I love my professions.

But there's a peculiar stage for me, it is one that I've always found a little less enjoyable overall; at least I did in the past (I'll tell you why in a moment). I refer to the stage of finalization as mental drain, mainly because by defining any project, regardless of the size you are forced to become a juggler. Keeping everything up in the air, spinning, hoping that nobody adds a chainsaw.

There are different stages with any project. And it is made up of a beginning, a middle, and an end. Of curse this is the chronology of any project. Regardless of the industry or scale. When you bake a pie you acquire the ingredients based on your recipe. In the early stages of a architectural project, the research process is quite specific; that is, we know clearly what we are going to design a specific building, this can be as simple as a house, if it is a house this will guide my research toward specific homes; if we are going to design an office tower or complex, research is limited to offices, if the project is to design a shopping mall, well then our team researches malls, and so on; it is a stage that requires clear and definite research limited to the specific scope of the project, in which the steps to be taken are quite clear and well defined. That, of course, added to the subjective research that arises when analyzing what the client wants and needs for the specific project.
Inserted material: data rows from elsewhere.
//! Intake loop.
//!
//! Processes one batch of transport messages per invocation: decode,
//! dispatch, record, then report per-message outcomes so the transport can
//! redeliver what failed.

use chrono::Utc;
use serde::{Deserialize, Serialize};
use uuid::Uuid;

use actioner_core::config::{AckMode, HandlerErrorPolicy, IntakeConfig};
use actioner_core::error::ActionerError;
use actioner_core::message::ActionMessage;

use crate::dispatcher::Dispatcher;
use crate::error::{FailureAudit, IntakeError};
use crate::recorder::ExecutionRecorder;

/// One opaque message as delivered by the queue transport.
#[derive(Debug, Clone, PartialEq, Eq)]
pub struct TransportMessage {
    pub message_id: String,
    pub body: String,
}

impl TransportMessage {
    pub fn new(message_id: impl Into<String>, body: impl Into<String>) -> Self {
        Self {
            message_id: message_id.into(),
            body: body.into(),
        }
    }
}

/// The host's batch envelope: `{"Records": [{"messageId": ..., "body": ...}]}`.
#[derive(Debug, Deserialize)]
pub struct TransportBatch {
    #[serde(rename = "Records", default)]
    records: Vec<TransportRecord>,
}

#[derive(Debug, Deserialize)]
struct TransportRecord {
    #[serde(rename = "messageId", default)]
    message_id: Option<String>,
    body: String,
}

impl TransportBatch {
    pub fn from_json(json: &str) -> Result<Self, ActionerError> {
        Ok(serde_json::from_str(json)?)
    }

    /// Records without a `messageId` are identified as `index-<n>` by their
    /// position in the batch.
    pub fn into_messages(self) -> Vec<TransportMessage> {
        self.records
            .into_iter()
            .enumerate()
            .map(|(index, record)| TransportMessage {
                message_id: record
                    .message_id
                    .unwrap_or_else(|| format!("index-{}", index)),
                body: record.body,
            })
            .collect()
    }
}

/// What happened to one message.
#[derive(Debug)]
pub enum MessageOutcome {
    /// A performer ran and the event was recorded.
    Performed { event_id: Uuid },
    /// No performer is registered for the label; the event was still recorded.
    Unresolved { event_id: Uuid },
    Failed(IntakeError),
}

#[derive(Debug)]
pub struct MessageReport {
    pub message_id: String,
    pub outcome: MessageOutcome,
}

/// Per-message outcomes of one batch, in delivery order.
#[derive(Debug, Default)]
pub struct BatchReport {
    pub messages: Vec<MessageReport>,
}

impl BatchReport {
    pub fn failures(&self) -> impl Iterator<Item = &IntakeError> {
        self.messages.iter().filter_map(|m| match &m.outcome {
            MessageOutcome::Failed(err) => Some(err),
            _ => None,
        })
    }

    pub fn is_success(&self) -> bool {
        self.failures().next().is_none()
    }

    pub fn performed_count(&self) -> usize {
        self.messages
            .iter()
            .filter(|m| matches!(m.outcome, MessageOutcome::Performed { .. }))
            .count()
    }

    pub fn unresolved_count(&self) -> usize {
        self.messages
            .iter()
            .filter(|m| matches!(m.outcome, MessageOutcome::Unresolved { .. }))
            .count()
    }

    /// Build the acknowledgement returned to the transport.
    ///
    /// Under [`AckMode::Partial`] only failed messages are listed. Under
    /// [`AckMode::Batch`] any failure lists every message so the whole batch
    /// is redelivered.
    pub fn response(&self, ack_mode: AckMode) -> BatchResponse {
        let failed: Vec<&str> = match ack_mode {
            AckMode::Partial => self.failures().map(IntakeError::message_id).collect(),
            AckMode::Batch if self.is_success() => Vec::new(),
            AckMode::Batch => self.messages.iter().map(|m| m.message_id.as_str()).collect(),
        };
        BatchResponse {
            action_performed: failed.is_empty(),
            batch_item_failures: failed
                .into_iter()
                .map(|id| BatchItemFailure {
                    item_identifier: id.to_string(),
                })
                .collect(),
        }
    }
}

#[derive(Debug, Clone, PartialEq, Eq, Serialize, Deserialize)]
pub struct BatchResponse {
    pub action_performed: bool,
    #[serde(rename = "batchItemFailures")]
    pub batch_item_failures: Vec<BatchItemFailure>,
}

#[derive(Debug, Clone, PartialEq, Eq, Serialize, Deserialize)]
pub struct BatchItemFailure {
    #[serde(rename = "itemIdentifier")]
    pub item_identifier: String,
}

/// Drives dispatch and recording for each message of a batch.
#[derive(Debug, Clone)]
pub struct IntakeLoop {
    dispatcher: Dispatcher,
    recorder: ExecutionRecorder,
    config: IntakeConfig,
}

impl IntakeLoop {
    pub fn new(dispatcher: Dispatcher, recorder: ExecutionRecorder, config: IntakeConfig) -> Self {
        Self {
            dispatcher,
            recorder,
            config,
        }
    }

    pub fn config(&self) -> &IntakeConfig {
        &self.config
    }

    /// Process a batch sequentially. A failing message never stops the
    /// remaining ones; every failure ends up in the report.
    pub async fn process_batch(&self, batch: &[TransportMessage]) -> BatchReport {
        let mut report = BatchReport::default();
        for message in batch {
            let outcome = self.process_message(message).await;
            if let MessageOutcome::Failed(err) = &outcome {
                tracing::error!(message_id = %message.message_id, error = %err, "Message failed");
            }
            report.messages.push(MessageReport {
                message_id: message.message_id.clone(),
                outcome,
            });
        }
        tracing::info!(
            messages = batch.len(),
            performed = report.performed_count(),
            unresolved = report.unresolved_count(),
            failed = report.failures().count(),
            "Batch processed"
        );
        report
    }

    async fn process_message(&self, transport: &TransportMessage) -> MessageOutcome {
        let message_id = transport.message_id.clone();

        let message = match ActionMessage::from_wire(&transport.body) {
            Ok(message) => message,
            Err(e) => {
                return MessageOutcome::Failed(IntakeError::Deserialization {
                    message_id,
                    reason: e.to_string(),
                })
            }
        };

        tracing::info!(
            message_id = %message_id,
            content_key = %message.content_key,
            action_label = %message.action_label,
            "Performing action"
        );

        let performed = match self.dispatcher.dispatch(&message).await {
            Ok(performed) => performed,
            Err(source) => {
                let audit = match self.config.on_handler_error {
                    HandlerErrorPolicy::Skip => FailureAudit::Skipped,
                    HandlerErrorPolicy::Record => {
                        match self.recorder.record_message(&message, Utc::now()) {
                            Ok(event) => FailureAudit::Recorded { event_id: event.id },
                            Err(e) => {
                                tracing::error!(
                                    message_id = %message_id,
                                    error = %e,
                                    "Failed to record action event after handler failure"
                                );
                                FailureAudit::WriteFailed(e)
                            }
                        }
                    }
                };
                return MessageOutcome::Failed(IntakeError::Handler {
                    message_id,
                    source,
                    audit,
                });
            }
        };

        // Recorded even when no performer exists: the directive was observed.
        match self.recorder.record_message(&message, Utc::now()) {
            Ok(event) if performed => MessageOutcome::Performed { event_id: event.id },
            Ok(event) => MessageOutcome::Unresolved { event_id: event.id },
            Err(source) => MessageOutcome::Failed(IntakeError::Storage { message_id, source }),
        }
    }
}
On the other hand, when I have to start defining the various aspects of a project. The actual ingredients that make up a specific recipe; materials, finishes and architectural products, everything has a tendency to quickly loose that sharp focus that the project's start once had. There are many specific aspects that need to be kept in focus, each a subject of broad research that we need to investigate, besides the fact that we must be updated on the status of each individual aspect of the project going forward, since the trends in the design change continuously, which begins to weave an intricate network of elements together, that snake through my head, depending on the complexity of the project, this tapestry may end up collapsing if I am not mindful of the many pieces that go into completion. I guess that's why I studied architecture in the first place, for a sense of challenge. (On a side note: Architecture took hold of me through my fascination with ancient Rome.)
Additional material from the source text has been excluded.